如果不是加大了行政调控力度,很难想象人民币信贷增量会从今年1月份的8000多亿突然降至2月份的2000多亿元。正是得益于2月份信贷扩张的紧急减速,才使得今年前两个月的信贷数据只比去年同期多增了692亿元。
面对商业银行的放贷冲动,行政手段暂时占据上风。
完美的市场化调控手段总是很令人向往,在中国经济市场化程度越来越高的背景下,尽量使用市场化手段调控经济是符合发展逻辑的,所以有学者以此为由批评信贷控制政策“简单粗暴”,甚至斥其为重走计划经济的老路。然而央行所面临的情况已不允许他们完全从经济学模型中寻找解决问题的办法,严峻的形势要求政策立即产生效果。
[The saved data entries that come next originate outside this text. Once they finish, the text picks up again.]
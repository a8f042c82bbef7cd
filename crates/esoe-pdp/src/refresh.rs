//! Policy cache refresh.
//!
//! The policy store stamps every change with an increasing sequence id. The
//! [`PolicyCacheProcessor`] polls for the latest id and, when it is ahead of
//! the cache, loads the changed policies, publishes them to the
//! [`PolicyCache`] and tells the affected enforcement points to clear their
//! caches.
//!
//! The first build loads every policy. Later builds only load changes since
//! the cache's sequence id and apply them per entity as add, update or
//! delete.

use async_trait::async_trait;
use std::collections::HashMap;
use std::sync::Arc;
use std::sync::atomic::{AtomicBool, AtomicU64, Ordering};
use std::time::Duration;
use tokio::sync::Notify;

use crate::PdpResult;
use crate::broadcast::CacheClearBroadcaster;
use crate::error::PolicySourceError;
use crate::policy::{CompiledPolicy, Policy};
use crate::policy_cache::{PolicyCache, PolicySet};

// =============================================================================
// Policy Source
// =============================================================================

/// How a policy changed since a given sequence id.
#[derive(Debug, Clone, Copy, PartialEq, Eq)]
pub enum PolicyChange {
    Add,
    Update,
    Delete,
}

/// A policy as stored, with the entity it belongs to.
#[derive(Debug, Clone)]
pub struct PolicyRecord {
    /// Entity id of the enforcement point the policy applies to.
    pub entity_id: String,
    pub policy: Policy,
    /// Change kind; ignored for full loads.
    pub change: PolicyChange,
}

impl PolicyRecord {
    #[must_use]
    pub fn new(entity_id: impl Into<String>, policy: Policy, change: PolicyChange) -> Self {
        Self {
            entity_id: entity_id.into(),
            policy,
            change,
        }
    }
}

/// Store of authorization policies.
#[async_trait]
pub trait PolicySource: Send + Sync {
    /// Sequence id of the latest change.
    async fn latest_sequence_id(&self) -> Result<i64, PolicySourceError>;

    /// Every stored policy.
    async fn all_policies(&self) -> Result<Vec<PolicyRecord>, PolicySourceError>;

    /// Policies changed after `sequence_id`, in change order.
    async fn changed_policies(
        &self,
        sequence_id: i64,
    ) -> Result<Vec<PolicyRecord>, PolicySourceError>;
}

// =============================================================================
// Processor
// =============================================================================

#[derive(Debug, Clone, Default)]
pub struct RefreshStats {
    pub polls: u64,
    pub rebuilds: u64,
    pub failed_polls: u64,
}

/// Keeps the policy cache in step with the policy source.
pub struct PolicyCacheProcessor {
    source: Arc<dyn PolicySource>,
    cache: Arc<PolicyCache>,
    broadcaster: Arc<CacheClearBroadcaster>,
    poll_interval: Duration,
    initialized: AtomicBool,
    shutdown: AtomicBool,
    wake: Notify,
    polls: AtomicU64,
    rebuilds: AtomicU64,
    failed_polls: AtomicU64,
}

impl PolicyCacheProcessor {
    pub fn new(
        source: Arc<dyn PolicySource>,
        cache: Arc<PolicyCache>,
        broadcaster: Arc<CacheClearBroadcaster>,
        poll_interval: Duration,
    ) -> Self {
        Self {
            source,
            cache,
            broadcaster,
            poll_interval,
            initialized: AtomicBool::new(false),
            shutdown: AtomicBool::new(false),
            wake: Notify::new(),
            polls: AtomicU64::new(0),
            rebuilds: AtomicU64::new(0),
            failed_polls: AtomicU64::new(0),
        }
    }

    /// Build the cache, then poll until [`shutdown`](Self::shutdown).
    ///
    /// A failed initial build is retried by the next poll.
    pub async fn run(&self) {
        tracing::info!(poll_interval = ?self.poll_interval, "Policy cache processor started");

        if let Err(e) = self.init().await {
            tracing::error!(error = %e, "Initial policy cache build failed");
        }

        loop {
            if self.shutdown.load(Ordering::Relaxed) {
                break;
            }

            tokio::select! {
                _ = self.wake.notified() => {}
                _ = tokio::time::sleep(self.poll_interval) => {
                    if let Err(e) = self.poll().await {
                        self.failed_polls.fetch_add(1, Ordering::Relaxed);
                        tracing::warn!(error = %e, "Policy cache poll failed");
                    }
                }
            }
        }

        tracing::info!("Policy cache processor stopped");
    }

    /// Full rebuild from the policy source.
    ///
    /// # Errors
    ///
    /// Fails when the source has no valid sequence id or no policies.
    pub async fn init(&self) -> PdpResult<()> {
        let latest = self.source.latest_sequence_id().await?;
        if latest <= 0 {
            return Err(PolicySourceError::InvalidSequence {
                sequence_id: latest,
            }
            .into());
        }

        self.build(latest, true).await?;
        self.initialized.store(true, Ordering::Relaxed);
        Ok(())
    }

    /// Rebuild the cache if the source has moved past it.
    ///
    /// Returns whether a rebuild happened.
    ///
    /// # Errors
    ///
    /// Fails when the source cannot be read.
    pub async fn poll(&self) -> PdpResult<bool> {
        self.polls.fetch_add(1, Ordering::Relaxed);
        let latest = self.source.latest_sequence_id().await?;
        let current = self.cache.sequence_id();

        tracing::debug!(current, latest, "Checking policy source sequence");
        if current >= latest {
            return Ok(false);
        }

        if self.initialized.load(Ordering::Relaxed) {
            self.build(latest, false).await?;
        } else {
            self.build(latest, true).await?;
            self.initialized.store(true, Ordering::Relaxed);
        }
        Ok(true)
    }

    async fn build(&self, latest: i64, full: bool) -> PdpResult<()> {
        let modified = if full {
            let records = self.source.all_policies().await?;
            if records.is_empty() {
                return Err(PolicySourceError::Empty.into());
            }
            let sets = full_policy_sets(records);
            let modified: Vec<String> = sets.keys().cloned().collect();
            self.cache.replace_all(sets, latest);
            modified
        } else {
            let records = self.source.changed_policies(self.cache.sequence_id()).await?;
            let changes = self.apply_changes(records);
            let modified: Vec<String> = changes.keys().cloned().collect();
            self.cache.update(changes, latest);
            modified
        };

        self.rebuilds.fetch_add(1, Ordering::Relaxed);
        tracing::info!(
            sequence_id = latest,
            full,
            entities = modified.len(),
            "Policy cache rebuilt"
        );

        self.broadcaster.notify_cache_update(&modified).await;
        Ok(())
    }

    /// Apply incremental changes on top of the cached policy sets.
    fn apply_changes(&self, records: Vec<PolicyRecord>) -> HashMap<String, PolicySet> {
        let mut working: HashMap<String, Vec<Arc<CompiledPolicy>>> = HashMap::new();

        for record in records {
            let set = working.entry(record.entity_id.clone()).or_insert_with(|| {
                self.cache
                    .policies(&record.entity_id)
                    .map(|set| set.as_ref().clone())
                    .unwrap_or_default()
            });

            let policy_id = record.policy.policy_id.clone();
            let existing = set.iter().position(|p| p.policy_id() == policy_id);

            match (record.change, existing) {
                (PolicyChange::Update, Some(index)) => {
                    set[index] = Arc::new(CompiledPolicy::new(record.policy));
                }
                (PolicyChange::Update, None) => {
                    set.push(Arc::new(CompiledPolicy::new(record.policy)));
                }
                (PolicyChange::Delete, Some(index)) => {
                    set.remove(index);
                }
                (PolicyChange::Delete, None) => {
                    tracing::debug!(policy_id = %policy_id, "Deleted policy was not cached");
                }
                (PolicyChange::Add, None) => {
                    set.push(Arc::new(CompiledPolicy::new(record.policy)));
                }
                (PolicyChange::Add, Some(_)) => {
                    tracing::warn!(policy_id = %policy_id, "Attempt to add existing policy ignored");
                }
            }
        }

        working
            .into_iter()
            .map(|(entity_id, set)| (entity_id, Arc::new(set)))
            .collect()
    }

    /// Signal the processor to stop.
    pub fn shutdown(&self) {
        self.shutdown.store(true, Ordering::Relaxed);
        self.wake.notify_one();
    }

    #[must_use]
    pub fn stats(&self) -> RefreshStats {
        RefreshStats {
            polls: self.polls.load(Ordering::Relaxed),
            rebuilds: self.rebuilds.load(Ordering::Relaxed),
            failed_polls: self.failed_polls.load(Ordering::Relaxed),
        }
    }
}

/// Group a full load by entity, the last record for a policy id winning.
fn full_policy_sets(records: Vec<PolicyRecord>) -> HashMap<String, PolicySet> {
    let mut sets: HashMap<String, Vec<Arc<CompiledPolicy>>> = HashMap::new();
    for record in records {
        let set = sets.entry(record.entity_id).or_default();
        let compiled = Arc::new(CompiledPolicy::new(record.policy));
        match set.iter().position(|p| p.policy_id() == compiled.policy_id()) {
            Some(index) => set[index] = compiled,
            None => set.push(compiled),
        }
    }
    sets.into_iter()
        .map(|(entity_id, set)| (entity_id, Arc::new(set)))
        .collect()
}

// =============================================================================
// Tests
// =============================================================================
事实上,行政调控手段重新回到货币政策工具箱有其现实基础。央行控制货币供应量有两个着力点,一是控制基础货币投放量,二是降低货币乘数。在基础货币投放方面,外汇储备快速增长,央行被动投放基础货币。通过发行央行票据、提高存款准备金率等数量型调控手段,央行冲销了大部分被动投放的基础货币;在降低货币乘数方面,提高存款准备金率可以起到效果,但更为有效的还是放慢商业银行的货币创造速度。
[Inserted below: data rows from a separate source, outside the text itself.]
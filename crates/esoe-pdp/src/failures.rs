//! Repository of cache clear requests that could not be delivered.

use esoe_core::protocol::ClearAuthzCacheRequest;
use parking_lot::{Mutex, MutexGuard};
use time::OffsetDateTime;

/// A cache clear request waiting to be retried.
#[derive(Debug, Clone)]
pub struct FailedCacheUpdate {
    /// Cache clear endpoint of the enforcement point.
    pub endpoint: String,
    /// The request as last sent.
    pub request: ClearAuthzCacheRequest,
    /// When delivery first failed.
    pub recorded_at: OffsetDateTime,
}

impl FailedCacheUpdate {
    #[must_use]
    pub fn new(endpoint: impl Into<String>, request: ClearAuthzCacheRequest) -> Self {
        Self {
            endpoint: endpoint.into(),
            request,
            recorded_at: OffsetDateTime::now_utc(),
        }
    }
}

/// Thread-safe store of failed cache updates.
#[derive(Debug, Default)]
pub struct FailureRepository {
    failures: Mutex<Vec<FailedCacheUpdate>>,
}

impl FailureRepository {
    #[must_use]
    pub fn new() -> Self {
        Self::default()
    }

    fn lock(&self) -> MutexGuard<'_, Vec<FailedCacheUpdate>> {
        self.failures.lock()
    }

    pub fn add(&self, failure: FailedCacheUpdate) {
        tracing::info!(endpoint = %failure.endpoint, "Recorded failed cache update");
        self.lock().push(failure);
    }

    /// Remove and return every recorded failure.
    #[must_use]
    pub fn drain(&self) -> Vec<FailedCacheUpdate> {
        std::mem::take(&mut *self.lock())
    }

    /// Copy of the recorded failures.
    #[must_use]
    pub fn failures(&self) -> Vec<FailedCacheUpdate> {
        self.lock().clone()
    }

    #[must_use]
    pub fn len(&self) -> usize {
        self.lock().len()
    }

    #[must_use]
    pub fn is_empty(&self) -> bool {
        self.lock().is_empty()
    }

    pub fn clear(&self) {
        self.lock().clear();
    }
}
当然,不能因为行政调控手段效果明显就不使用其他常规货币政策工具,央行调控取得效果是各项政策综合作用的结果。摩根士丹利大中华区首席经济师王庆认为,下一阶段央行仍将综合运用上调存款准备金率、公开市场操作、人民币升值等各种货币政策工具。另有分析指出,由于有大量的央行票据和国债正回购在3月份到期,央行本月很可能会再次上调存款准备金率。
在央行的各项政策工具当中,争议最大的当属加息政策。最新的统计数据显示,2月份CPI同比上涨了8.7%,创下11年来的新高,外界关于通过加息抑制通货膨胀的呼声再次高涨起来。但是,仔细分析价格上涨的原因可知,加息难以产生预期的效果。
中金公司首席经济学家哈继铭认为,目前通胀压力主要来自四个方面,一是短期的雪灾因素推高食品通胀压力;二是美元贬值推高了国际大宗商品价格因素;三是中国自身包括劳动力、土地和资源等要素价格上升带来的成本推动型通胀压力;四是人民币汇率缺乏弹性造成持续多年的货币扩张和流动性过剩。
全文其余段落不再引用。